The Volkswagen ParkPilot sensor system uses front and rear sensors and does away with a rear parking camera. While many may frown on this, you would really not need a rear parking camera, seeing how efficient and accurate the ParkPilot system really is. It gives you highly accurate gauge of proximity and asks you to halt when you are eight inches away from the nearest obstacle while reversing, making it as good as any in-car camera view you would get when you reverse.

Sunroof, Heated seats and Climate control
The panoramic sunroof in the Volkswagen Beetle does not open entirely, but still works to make the cabin feel more spacious. The all-black contrasting interiors do add a touch of class, and the sunroof ensures that you feel amply spacious and bright inside.
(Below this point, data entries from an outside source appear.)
//! Core widget types and traits.

use crate::input::PointerEvent;
use crate::render::RenderCommand;

/// Widget state flags (bitfield for efficiency).
#[derive(Debug, Clone, Copy, PartialEq, Eq)]
pub struct WidgetFlags(u32);

impl WidgetFlags {
    /// Widget is enabled (can receive input).
    pub const ENABLED: u32 = 1 << 0;
    /// Widget needs redraw.
    pub const DIRTY_RENDER: u32 = 1 << 1;

    /// Default flags for a new widget.
    pub const DEFAULT: Self = Self(Self::ENABLED | Self::DIRTY_RENDER);

    /// Creates new flags with default values.
    #[must_use]
    pub const fn new() -> Self {
        Self::DEFAULT
    }

    /// Returns true if the flag is set.
    #[inline]
    #[must_use]
    pub const fn has(self, flag: u32) -> bool {
        (self.0 & flag) != 0
    }

    /// Sets a flag.
    #[inline]
    pub fn set(&mut self, flag: u32) {
        self.0 |= flag;
    }

    /// Clears a flag.
    #[inline]
    pub fn clear(&mut self, flag: u32) {
        self.0 &= !flag;
    }

    /// Clears a flag and reports whether it was set.
    #[inline]
    pub fn take(&mut self, flag: u32) -> bool {
        let was_set = self.has(flag);
        self.clear(flag);
        was_set
    }
}

impl Default for WidgetFlags {
    fn default() -> Self {
        Self::DEFAULT
    }
}

/// Base trait for host-driven widgets.
///
/// The host feeds pointer events, advances time once per frame, and renders
/// whenever a redraw was requested. All calls happen on one thread.
pub trait Widget {
    /// Returns the widget's flags.
    fn flags(&self) -> WidgetFlags;

    /// Handles one pointer event. Returns false if the event was ignored.
    fn handle_pointer(&mut self, event: &PointerEvent) -> bool;

    /// Runs deferred work due at `now_ms`.
    fn advance(&mut self, now_ms: u64);

    /// Earliest time the host must call [`Widget::advance`] again.
    fn next_wakeup(&self) -> Option<u64>;

    /// Returns true once per requested redraw.
    fn take_redraw_request(&mut self) -> bool;

    /// Appends render commands for this widget.
    fn render(&self, commands: &mut Vec<RenderCommand>);

    /// Returns the size this widget wants within `available_width`.
    fn measure(&self, available_width: f32) -> (f32, f32);
}
//! # Rating Listener
//!
//! The only data leaving the widget. A host either implements
//! [`RatingListener`] directly or installs a [`ChannelListener`] and polls
//! the receiving end from its event loop.

use crossbeam_channel::{unbounded, Receiver, Sender};

/// Notification emitted by the star bar.
#[derive(Debug, Clone, Copy, PartialEq, Eq)]
pub enum RatingEvent {
    /// The user touched the bar and the listener accepted the gesture.
    Start,
    /// The highlighted star changed. Between 1 and 10.
    Pending(u8),
    /// The user released on a rating.
    Final {
        /// Selected rating, between 1 and 10.
        rating: u8,
        /// True if the gesture lasted longer than the swipe threshold.
        swipe: bool,
    },
    /// The rating was abandoned.
    Cancel,
}

/// Callbacks for rating progress.
///
/// A gesture produces one [`RatingListener::on_start_rating`], one or more
/// [`RatingListener::on_pending_rating`], then either a final or a cancel.
pub trait RatingListener {
    /// The user started rating. Return false to abort the gesture.
    fn on_start_rating(&mut self) -> bool;

    /// The highlighted rating changed. Temporary until released.
    fn on_pending_rating(&mut self, rating: u8);

    /// The user selected a final rating.
    fn on_final_rating(&mut self, rating: u8, swipe: bool);

    /// The user canceled the rating.
    fn on_cancel_rating(&mut self);
}

/// Forwards every notification into a channel.
#[derive(Debug, Clone)]
pub struct ChannelListener {
    /// Sending half.
    sender: Sender<RatingEvent>,
    /// Answer given to [`RatingListener::on_start_rating`].
    accept: bool,
}

impl ChannelListener {
    /// Creates a listener that accepts every gesture, plus the receiving end.
    #[must_use]
    pub fn channel() -> (Self, Receiver<RatingEvent>) {
        let (sender, receiver) = unbounded();
        (Self { sender, accept: true }, receiver)
    }

    /// Wraps an existing sender.
    #[must_use]
    pub fn with_sender(sender: Sender<RatingEvent>) -> Self {
        Self { sender, accept: true }
    }

    /// Sets whether new gestures are accepted.
    #[must_use]
    pub fn accepting(mut self, accept: bool) -> Self {
        self.accept = accept;
        self
    }

    fn send(&self, event: RatingEvent) {
        // A dropped receiver means nobody is listening any more.
        let _ = self.sender.send(event);
    }
}

impl RatingListener for ChannelListener {
    fn on_start_rating(&mut self) -> bool {
        if self.accept {
            self.send(RatingEvent::Start);
        }
        self.accept
    }

    fn on_pending_rating(&mut self, rating: u8) {
        self.send(RatingEvent::Pending(rating));
    }

    fn on_final_rating(&mut self, rating: u8, swipe: bool) {
        self.send(RatingEvent::Final { rating, swipe });
    }

    fn on_cancel_rating(&mut self) {
        self.send(RatingEvent::Cancel);
    }
}
//! Integration tests for the rating gesture, driven through the widget.

use crossbeam_channel::Receiver;
use starbar_ui::{
    ChannelListener, GesturePhase, PointerEvent, RatingEvent, SpriteKey, SpriteMetrics, StarBar,
    StarResources, Widget,
};

const WIDTH: f32 = 1000.0;
const HEIGHT: f32 = 60.0;
const SETTLE_DELAY_MS: u64 = 1700;

struct TestResources;

impl StarResources for TestResources {
    fn sprite(&self, key: SpriteKey) -> SpriteMetrics {
        SpriteMetrics {
            texture_id: u32::try_from(key.index()).unwrap(),
            width: 50.0,
            height: 50.0,
        }
    }

    fn label_font_size(&self) -> f32 {
        12.0
    }
}

fn bar_with_listener(listener: ChannelListener) -> StarBar {
    let mut bar = StarBar::new(&TestResources);
    bar.resize(WIDTH, HEIGHT);
    bar.set_listener(listener);
    bar
}

fn bar() -> (StarBar, Receiver<RatingEvent>) {
    let (listener, events) = ChannelListener::channel();
    (bar_with_listener(listener), events)
}

/// Advances one 16 ms frame at a time until the animator stops.
fn run_frames(bar: &mut StarBar, mut now: u64) -> u64 {
    bar.advance(now);
    while bar.is_animating() {
        now += 16;
        bar.advance(now);
    }
    now
}

fn all_at_rest(bar: &StarBar) -> bool {
    bar.current_sizes().iter().all(|&size| (size - 1.0).abs() <= 0.01)
}

#[test]
fn test_full_rating_cycle() {
    let (mut bar, events) = bar();

    bar.handle_pointer(&PointerEvent::down(0.0, 30.0, 0));
    assert_eq!(events.try_iter().collect::<Vec<_>>(), [RatingEvent::Start, RatingEvent::Pending(1)]);

    bar.handle_pointer(&PointerEvent::moved(950.0, 30.0, 100));
    assert_eq!(events.try_recv(), Ok(RatingEvent::Pending(10)));

    bar.handle_pointer(&PointerEvent::up(950.0, 0.0, 250));
    assert_eq!(events.try_recv(), Ok(RatingEvent::Final { rating: 10, swipe: false }));
    assert_eq!(bar.phase(), GesturePhase::Settling);

    // The top star stays up until the settle delay.
    let now = run_frames(&mut bar, 250);
    assert!(now < 250 + SETTLE_DELAY_MS);
    assert!((bar.current_sizes()[9] - 2.0).abs() <= 0.01);
    assert!(bar.is_sliding());

    bar.advance(250 + SETTLE_DELAY_MS);
    assert_eq!(bar.phase(), GesturePhase::Idle);
    assert_eq!(bar.slide_position(), None);

    run_frames(&mut bar, 250 + SETTLE_DELAY_MS);
    assert!(all_at_rest(&bar));
    assert_eq!(bar.next_wakeup(), None);
    assert!(events.try_recv().is_err());
}

#[test]
fn test_pending_ratings_stay_in_range() {
    let (mut bar, events) = bar();
    bar.handle_pointer(&PointerEvent::down(-500.0, 30.0, 0));

    let mut x = -500.0;
    let mut t = 0;
    while x < 1500.0 {
        x += 37.0;
        t += 8;
        bar.handle_pointer(&PointerEvent::moved(x, 30.0, t));
    }

    let pending: Vec<u8> = events
        .try_iter()
        .filter_map(|event| match event {
            RatingEvent::Pending(rating) => Some(rating),
            _ => None,
        })
        .collect();

    assert_eq!(pending.first(), Some(&1));
    assert_eq!(pending.last(), Some(&10));
    assert!(pending.iter().all(|rating| (1..=10).contains(rating)));
    // Reported only on change.
    assert!(pending.windows(2).all(|pair| pair[0] != pair[1]));
}

#[test]
fn test_swipe_threshold_boundary() {
    let (mut bar, events) = bar();

    bar.handle_pointer(&PointerEvent::down(450.0, 30.0, 1000));
    bar.handle_pointer(&PointerEvent::up(450.0, 30.0, 1500));
    assert_eq!(events.try_iter().last(), Some(RatingEvent::Final { rating: 5, swipe: false }));

    bar.handle_pointer(&PointerEvent::down(450.0, 30.0, 3000));
    bar.handle_pointer(&PointerEvent::up(450.0, 30.0, 3501));
    assert_eq!(events.try_iter().last(), Some(RatingEvent::Final { rating: 5, swipe: true }));
}

#[test]
fn test_overdrag_release_cancels() {
    let (mut bar, events) = bar();

    bar.handle_pointer(&PointerEvent::down(500.0, 30.0, 0));
    bar.handle_pointer(&PointerEvent::moved(520.0, -80.0, 50));
    bar.handle_pointer(&PointerEvent::up(520.0, -80.0, 100));

    let received: Vec<_> = events.try_iter().collect();
    assert_eq!(received.last(), Some(&RatingEvent::Cancel));
    assert!(!received.iter().any(|event| matches!(event, RatingEvent::Final { .. })));
    assert_eq!(bar.phase(), GesturePhase::Idle);
    assert!(bar.target_sizes().iter().all(|&size| (size - 1.0).abs() <= f32::EPSILON));

    run_frames(&mut bar, 100);
    assert!(all_at_rest(&bar));
    // No settle was scheduled.
    assert_eq!(bar.next_wakeup(), None);
}

#[test]
fn test_platform_cancel() {
    let (mut bar, events) = bar();

    bar.handle_pointer(&PointerEvent::down(300.0, 30.0, 0));
    bar.handle_pointer(&PointerEvent::cancel(40));
    assert_eq!(events.try_iter().last(), Some(RatingEvent::Cancel));
    assert!(!bar.is_sliding());

    // A second cancel outside a slide is ignored.
    bar.handle_pointer(&PointerEvent::cancel(60));
    assert!(events.try_recv().is_err());
}

#[test]
fn test_stale_settle_does_not_end_new_gesture() {
    let (mut bar, events) = bar();

    bar.handle_pointer(&PointerEvent::down(100.0, 30.0, 0));
    bar.handle_pointer(&PointerEvent::up(100.0, 30.0, 100));
    run_frames(&mut bar, 100);

    // New gesture before the first settle fires.
    bar.handle_pointer(&PointerEvent::down(700.0, 30.0, 1000));
    let now = run_frames(&mut bar, 1000);
    assert!(now < 100 + SETTLE_DELAY_MS);

    bar.advance(100 + SETTLE_DELAY_MS);
    assert_eq!(bar.phase(), GesturePhase::Sliding);
    assert_eq!(bar.current_rating(), Some(8));
    assert!((bar.current_sizes()[7] - 2.0).abs() <= 0.01);
    assert!(!bar.is_animating());

    let received: Vec<_> = events.try_iter().collect();
    assert_eq!(received.last(), Some(&RatingEvent::Pending(8)));
}

#[test]
fn test_refused_start_suppresses_gesture() {
    let (listener, events) = ChannelListener::channel();
    let mut bar = bar_with_listener(listener.accepting(false));

    bar.handle_pointer(&PointerEvent::down(500.0, 30.0, 0));
    bar.handle_pointer(&PointerEvent::moved(800.0, 30.0, 50));
    bar.handle_pointer(&PointerEvent::up(800.0, 30.0, 100));

    assert!(events.try_recv().is_err());
    assert!(!bar.is_sliding());
    assert!(!bar.is_animating());
    assert!(all_at_rest(&bar));
}

#[test]
fn test_refused_press_while_settling_rests_immediately() {
    let (sender, events) = crossbeam_channel::unbounded();
    let mut bar = bar_with_listener(ChannelListener::with_sender(sender.clone()));

    bar.handle_pointer(&PointerEvent::down(500.0, 30.0, 0));
    bar.handle_pointer(&PointerEvent::up(500.0, 30.0, 100));
    run_frames(&mut bar, 100);
    assert_eq!(bar.phase(), GesturePhase::Settling);

    bar.set_listener(ChannelListener::with_sender(sender).accepting(false));
    bar.handle_pointer(&PointerEvent::down(200.0, 30.0, 500));
    assert_eq!(bar.phase(), GesturePhase::Idle);

    run_frames(&mut bar, 500);
    assert!(all_at_rest(&bar));

    // The old settle is now stale and harmless.
    bar.advance(100 + SETTLE_DELAY_MS);
    assert_eq!(bar.phase(), GesturePhase::Idle);

    let received: Vec<_> = events.try_iter().collect();
    assert_eq!(received.last(), Some(&RatingEvent::Final { rating: 6, swipe: false }));
}

#[test]
fn test_release_uses_release_position() {
    let (mut bar, events) = bar();

    bar.handle_pointer(&PointerEvent::down(150.0, 30.0, 0));
    bar.handle_pointer(&PointerEvent::up(650.0, 30.0, 80));

    assert_eq!(events.try_iter().last(), Some(RatingEvent::Final { rating: 7, swipe: false }));
    assert_eq!(bar.slide_position(), Some(6.5));
}
//! # StarBar Demo Host
//!
//! Drives a star bar from a single-threaded tokio loop with a scripted
//! gesture and logs every rating event.
//!
//! ```bash
//! RUST_LOG=debug cargo run -p starbar_ui --features demo --bin starbar_demo
//!
//! # Alternative ranges {red=1, yellow=2-3, green=4-10}
//! cargo run -p starbar_ui --features demo --bin starbar_demo -- --alt-ranges
//!
//! # Load ranges and timing from a file
//! cargo run -p starbar_ui --features demo --bin starbar_demo -- --config data/starbar.toml
//! ```

use std::process::ExitCode;
use std::time::Duration;

use starbar_ui::{
    PointerEvent, RatingListener, SpriteKey, SpriteMetrics, StarBar, StarBarConfig,
    StarBarResult, StarResources, Widget,
};
use tokio::time::{sleep_until, Instant};
use tracing::{debug, error, info};
use tracing_subscriber::EnvFilter;

/// Frame interval while the bar animates.
const FRAME_MS: u64 = 16;

/// Width the demo lays the bar out at.
const BAR_WIDTH: f32 = 1000.0;

/// Fixed sprite sizes standing in for real image assets.
struct DemoResources;

impl StarResources for DemoResources {
    fn sprite(&self, key: SpriteKey) -> SpriteMetrics {
        let size = match key {
            SpriteKey::Neutral | SpriteKey::Small(_) => 48.0,
            SpriteKey::Large(_) => 130.0,
        };
        SpriteMetrics {
            texture_id: u32::try_from(key.index()).unwrap_or_default(),
            width: size,
            height: size,
        }
    }

    fn label_font_size(&self) -> f32 {
        14.0
    }
}

/// Logs what the sample host would show on screen.
struct LoggingListener;

impl RatingListener for LoggingListener {
    fn on_start_rating(&mut self) -> bool {
        info!("started rating");
        true
    }

    fn on_pending_rating(&mut self, rating: u8) {
        info!(rating, "pending rating");
    }

    fn on_final_rating(&mut self, rating: u8, swipe: bool) {
        info!(rating, swipe, "final rating");
    }

    fn on_cancel_rating(&mut self) {
        info!("rating cancelled");
    }
}

/// Press at the left edge, drag to the top star, release, then an overdrag cancel.
fn script() -> Vec<(u64, PointerEvent)> {
    let mut events = vec![(0, PointerEvent::down(0.0, 30.0, 0))];
    for step in 1..=19_u16 {
        let t = u64::from(step) * 15;
        events.push((t, PointerEvent::moved(f32::from(step) * 50.0, 30.0, t)));
    }
    events.push((300, PointerEvent::up(950.0, 0.0, 300)));

    events.push((2500, PointerEvent::down(400.0, 30.0, 2500)));
    events.push((2700, PointerEvent::moved(420.0, -200.0, 2700)));
    events.push((2900, PointerEvent::up(420.0, -200.0, 2900)));
    events
}

struct Options {
    alt_ranges: bool,
    config: Option<String>,
}

fn parse_args() -> Options {
    let mut options = Options {
        alt_ranges: false,
        config: None,
    };
    let mut args = std::env::args().skip(1);
    while let Some(arg) = args.next() {
        match arg.as_str() {
            "--alt-ranges" => options.alt_ranges = true,
            "--config" => options.config = args.next(),
            other => error!(arg = other, "ignoring unknown argument"),
        }
    }
    options
}

fn build_bar(options: &Options) -> StarBarResult<StarBar> {
    let config = match &options.config {
        Some(path) => StarBarConfig::from_toml_file(path)?,
        None => StarBarConfig::default(),
    };

    let mut bar = StarBar::with_config(config, &DemoResources);
    if options.alt_ranges {
        bar.set_ranges(2, 4)?;
    }
    let (width, height) = bar.measure(BAR_WIDTH);
    bar.resize(width, height);
    bar.set_listener(LoggingListener);
    Ok(bar)
}

async fn run(mut bar: StarBar) {
    let start = Instant::now();
    let at = |ms: u64| start + Duration::from_millis(ms);
    let mut pending = script().into_iter().peekable();
    let mut commands = Vec::with_capacity(32);

    loop {
        let now_ms = u64::try_from(start.elapsed().as_millis()).unwrap_or(u64::MAX);

        while let Some((_, event)) = pending.next_if(|(due, _)| *due <= now_ms) {
            bar.handle_pointer(&PointerEvent { time_ms: now_ms, ..event });
        }
        bar.advance(now_ms);

        if bar.take_redraw_request() {
            commands.clear();
            bar.render(&mut commands);
            debug!(now_ms, commands = commands.len(), sizes = ?bar.current_sizes(), "frame");
        }

        let next_script = pending.peek().map(|(due, _)| *due);
        let next_wake = match (next_script, bar.next_wakeup()) {
            (None, None) => break,
            (Some(a), Some(b)) => a.min(b),
            (Some(a), None) | (None, Some(a)) => a,
        };
        // An animation tick is always due "now"; pace it at the frame rate.
        let wake_ms = if next_wake <= now_ms { now_ms + FRAME_MS } else { next_wake };
        sleep_until(at(wake_ms)).await;
    }

    info!(phase = ?bar.phase(), "bar at rest");
}

fn main() -> ExitCode {
    tracing_subscriber::fmt()
        .with_env_filter(EnvFilter::try_from_default_env().unwrap_or_else(|_| EnvFilter::new("info")))
        .init();

    let options = parse_args();
    let bar = match build_bar(&options) {
        Ok(bar) => bar,
        Err(err) => {
            error!(%err, "failed to set up star bar");
            return ExitCode::FAILURE;
        }
    };

    let runtime = match tokio::runtime::Builder::new_current_thread().enable_time().build() {
        Ok(runtime) => runtime,
        Err(err) => {
            error!(%err, "failed to start runtime");
            return ExitCode::FAILURE;
        }
    };
    runtime.block_on(run(bar));
    ExitCode::SUCCESS
}
//! # StarBar Constants
//!
//! Fixed tuning values for the rating bar.
//!
//! Timing values here are the defaults for [`crate::config::TimingConfig`];
//! the geometry values are not configurable.

// =============================================================================
// ITEMS
// =============================================================================

/// Number of stars in the bar.
pub const ITEM_COUNT: usize = 10;

/// Labels drawn on each star, indexed by position.
pub const LABELS: [&str; ITEM_COUNT] = ["1", "2", "3", "4", "5", "6", "7", "8", "9", "10"];

/// Resting scale of an unselected star.
pub const BASE_SIZE: f32 = 1.0;

/// Scale of the star under the finger while sliding.
pub const FOCUSED_SIZE: f32 = 2.0;

/// Distance below which a star counts as having reached its target size.
pub const REST_THRESHOLD: f32 = 0.01;

// =============================================================================
// RANGES
// =============================================================================

/// Lowest rating drawn yellow by default.
pub const DEFAULT_YELLOW_START: u8 = 4;

/// Lowest rating drawn green by default.
pub const DEFAULT_GREEN_START: u8 = 7;

// =============================================================================
// TIMING
// =============================================================================

/// Delay between release and the bar snapping back to rest.
pub const SETTLE_DELAY_MS: u64 = 1700;

/// Gestures longer than this (press to release) are reported as swipes.
pub const SWIPE_THRESHOLD_MS: u64 = 500;

/// Time for a full 1.0 size change at top speed.
pub const MS_PER_SIZE_UNIT: u64 = 150;

// =============================================================================
// GEOMETRY
// =============================================================================

/// Extra height reserved above the sprite so the focused star can grow.
pub const MEASURE_HEIGHT_FACTOR: f32 = 1.2;

/// Resting star centers sit at this fraction of the bar height.
pub const BASE_Y_FRACTION: f32 = 2.0 / 3.0;

/// A fully focused star is lifted by this fraction of the bar height.
pub const LIFT_FRACTION: f32 = 0.2;

/// Pressed sprites carry highlight padding and are scaled down by this factor.
pub const PRESSED_SPRITE_SCALE: f32 = 0.37;

/// The background covers everything below this fraction of the height.
pub const BACKGROUND_TOP_FRACTION: f32 = 1.0 / 3.0;
//! Rating tiers and the ranges that separate them.

use crate::constants::{DEFAULT_GREEN_START, DEFAULT_YELLOW_START, ITEM_COUNT};
use crate::error::{StarBarError, StarBarResult};
use serde::Deserialize;

/// Color band a rating falls into.
#[derive(Debug, Clone, Copy, PartialEq, Eq, Hash)]
pub enum Tier {
    /// Below the yellow range.
    Red,
    /// From the yellow start up to (not including) the green start.
    Yellow,
    /// From the green start to the top rating.
    Green,
}

impl Tier {
    /// All tiers, lowest first.
    pub const ALL: [Self; 3] = [Self::Red, Self::Yellow, Self::Green];

    /// Position of this tier in [`Tier::ALL`].
    #[must_use]
    pub const fn index(self) -> usize {
        match self {
            Self::Red => 0,
            Self::Yellow => 1,
            Self::Green => 2,
        }
    }
}

/// Start points of the yellow and green ranges.
///
/// ```text
/// 1 <= (red) < yellow_start <= (yellow) < green_start <= (green) <= 10
/// ```
#[derive(Debug, Clone, Copy, PartialEq, Eq, Deserialize)]
#[serde(default)]
pub struct RatingRanges {
    /// Lowest rating drawn yellow.
    pub yellow_start: u8,
    /// Lowest rating drawn green.
    pub green_start: u8,
}

impl RatingRanges {
    /// Creates validated ranges.
    ///
    /// # Errors
    ///
    /// Returns [`StarBarError::InvalidRanges`] unless
    /// `1 <= yellow <= green <= 10`.
    pub fn new(yellow: u8, green: u8) -> StarBarResult<Self> {
        let ranges = Self {
            yellow_start: yellow,
            green_start: green,
        };
        ranges.validate()?;
        Ok(ranges)
    }

    /// Checks the range invariant.
    ///
    /// # Errors
    ///
    /// Returns [`StarBarError::InvalidRanges`] when the invariant is violated.
    pub fn validate(&self) -> StarBarResult<()> {
        let max = u8::try_from(ITEM_COUNT).unwrap_or(u8::MAX);
        if self.yellow_start >= 1 && self.yellow_start <= self.green_start && self.green_start <= max {
            Ok(())
        } else {
            Err(StarBarError::InvalidRanges {
                yellow: self.yellow_start,
                green: self.green_start,
            })
        }
    }

    /// Tier of a whole rating.
    #[must_use]
    pub fn tier_for_rating(&self, rating: u8) -> Tier {
        if rating < self.yellow_start {
            Tier::Red
        } else if rating < self.green_start {
            Tier::Yellow
        } else {
            Tier::Green
        }
    }

    /// Tier used to color the bar while sliding at `slide_position`.
    ///
    /// Uses the ceiling of the fractional position.
    #[must_use]
    pub fn tier_for_position(&self, slide_position: f32) -> Tier {
        #[allow(clippy::cast_possible_truncation, clippy::cast_sign_loss)]
        let rating = slide_position.clamp(0.0, f32::from(u8::MAX)).ceil() as u8;
        self.tier_for_rating(rating)
    }
}

impl Default for RatingRanges {
    fn default() -> Self {
        Self {
            yellow_start: DEFAULT_YELLOW_START,
            green_start: DEFAULT_GREEN_START,
        }
    }
}

#[cfg(test)]
mod tests {
    use super::*;

    #[test]
    fn test_default_ranges() {
        let ranges = RatingRanges::default();

        assert_eq!(ranges.tier_for_rating(3), Tier::Red);
        assert_eq!(ranges.tier_for_rating(5), Tier::Yellow);
        assert_eq!(ranges.tier_for_rating(8), Tier::Green);
    }

    #[test]
    fn test_alternative_ranges() {
        let ranges = RatingRanges::new(2, 4).unwrap();

        assert_eq!(ranges.tier_for_rating(1), Tier::Red);
        assert_eq!(ranges.tier_for_rating(3), Tier::Yellow);
        assert_eq!(ranges.tier_for_rating(5), Tier::Green);
    }

    #[test]
    fn test_position_uses_ceiling() {
        let ranges = RatingRanges::default();

        // 3.0 is rating 4 but its ceiling is still 3
        assert_eq!(ranges.tier_for_position(3.0), Tier::Red);
        assert_eq!(ranges.tier_for_position(3.2), Tier::Yellow);
        assert_eq!(ranges.tier_for_position(6.5), Tier::Green);
    }

    #[test]
    fn test_rejects_invalid_ranges() {
        assert!(RatingRanges::new(0, 4).is_err());
        assert!(RatingRanges::new(5, 4).is_err());
        assert!(RatingRanges::new(4, 11).is_err());
        assert!(RatingRanges::new(10, 10).is_ok());
    }
}
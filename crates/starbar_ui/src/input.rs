//! Pointer input for the star bar.
//!
//! Coordinates are widget-local: x grows to the right from the left edge,
//! y grows downward from the top edge (negative above the bar).

/// What the pointer did.
#[derive(Debug, Clone, Copy, PartialEq, Eq, Hash)]
pub enum PointerAction {
    /// Finger or button went down on the bar.
    Down,
    /// Pointer moved while down.
    Move,
    /// Finger or button was lifted.
    Up,
    /// The platform aborted the gesture.
    Cancel,
}

/// A single pointer sample.
#[derive(Debug, Clone, Copy, PartialEq)]
pub struct PointerEvent {
    /// What happened.
    pub action: PointerAction,
    /// Widget-local x.
    pub x: f32,
    /// Widget-local y.
    pub y: f32,
    /// Host timestamp in milliseconds.
    pub time_ms: u64,
}

impl PointerEvent {
    /// Creates a pointer event.
    #[must_use]
    pub const fn new(action: PointerAction, x: f32, y: f32, time_ms: u64) -> Self {
        Self { action, x, y, time_ms }
    }

    /// Pointer went down at `(x, y)`.
    #[must_use]
    pub const fn down(x: f32, y: f32, time_ms: u64) -> Self {
        Self::new(PointerAction::Down, x, y, time_ms)
    }

    /// Pointer moved to `(x, y)`.
    #[must_use]
    pub const fn moved(x: f32, y: f32, time_ms: u64) -> Self {
        Self::new(PointerAction::Move, x, y, time_ms)
    }

    /// Pointer was released at `(x, y)`.
    #[must_use]
    pub const fn up(x: f32, y: f32, time_ms: u64) -> Self {
        Self::new(PointerAction::Up, x, y, time_ms)
    }

    /// Platform cancel. The position is irrelevant.
    #[must_use]
    pub const fn cancel(time_ms: u64) -> Self {
        Self::new(PointerAction::Cancel, 0.0, 0.0, time_ms)
    }
}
The chrome sunroof knob operates in multiple steps, something that even Skoda uses in its Octavia and the all-new Superb.

The Volkswagen Beetle also gets heated seats, which may help you in winters, but looking at our country’s overall climate, won’t really help in the summers. Nevertheless, it is a neat addition which would add to the overall comfort of driving in winters. The seats themselves adjust manually, and offer lumbar support as well. Other elements inside the car include auto-dimming IRVM (interior rear view mirror), heated ORVM (outside rear view mirror), keyless entry, cooled glove box and auto-activating LED headlamps.

Also in store in the Beetle is the dual-zone ClimaTronic automatic climate control system. The dual-zone system works well to give individual cooling, although in peak heat and in combination with the black interiors, the air-conditioning takes a while too long to cool the car. The blower is also slightly noisier than what you would have ideally hoped for, but apart from the first 15-20 minutes of starting from under bright sunshine in summers, you would not really need the blower to operate at peak intensity.

Driving around
The Volkswagen Beetle’s drive is that of comfort - everything about this car is smooth and easy-flowing, and the driving dynamics are characteristics of laidback cruising rather than enthusiastic dynamics.

To be fair, the Volkswagen Beetle is not aimed to be an enthusiastic handler. It gets a fairly decent steering wheel that gives moderate feedback and weight, but feels a bit light particularly on the highway. The car sits squat on the ground thanks to the low centre of gravity, which in turn gives the Beetle increased stability. It ensures that you drive safe constantly, and also includes ABS with ESP and hill hold control.

The 1.4-litre turbocharged petrol engine produces 148bhp and 250Nm of torque, which makes the car fairly powerful for daily city commutes. The highway drive is fairly linear, although the Beetle is tuned for smooth rides rather than outright performance. The Beetle is the best to drive on city roads, in which it handles quite well and is easy to maneuver. The overall suspension balance is also quite soft, with which it manages to soak up fine abrasions. Bigger bumps, though, do unsettle the car a bit.

The 7-speed DSG gearbox has shorter ratios and shifts quickly to keep the ride fairly economical. The shifts are nearly optimal, bordering at around the 1800rpm mark. It may not be the sportiest option, but looking at the laidback driving stance, the lighter steering and the softer suspension, the quick gearbox is the ideal companion for the Volkswagen Beetle. It is the ideal car to amble along the highway at a nifty 120kph or switfly move around city traffic, giving ample driving comfort all along.

Our final words
The Volkswagen Beetle is an experience. It invokes emotions the first time you drive it, the technology package include everything you would expect in a modern car, and its driving dynamics make it ideal for cruising around city roads. It get all the bells and whistles alongside being the icon that it is, and this is what makes the Volkswagen Beetle a class apart.

To sum up, the 21st century Volkswagen Beetle is all about the iconic design, which meets young, enthusiastic upgrades.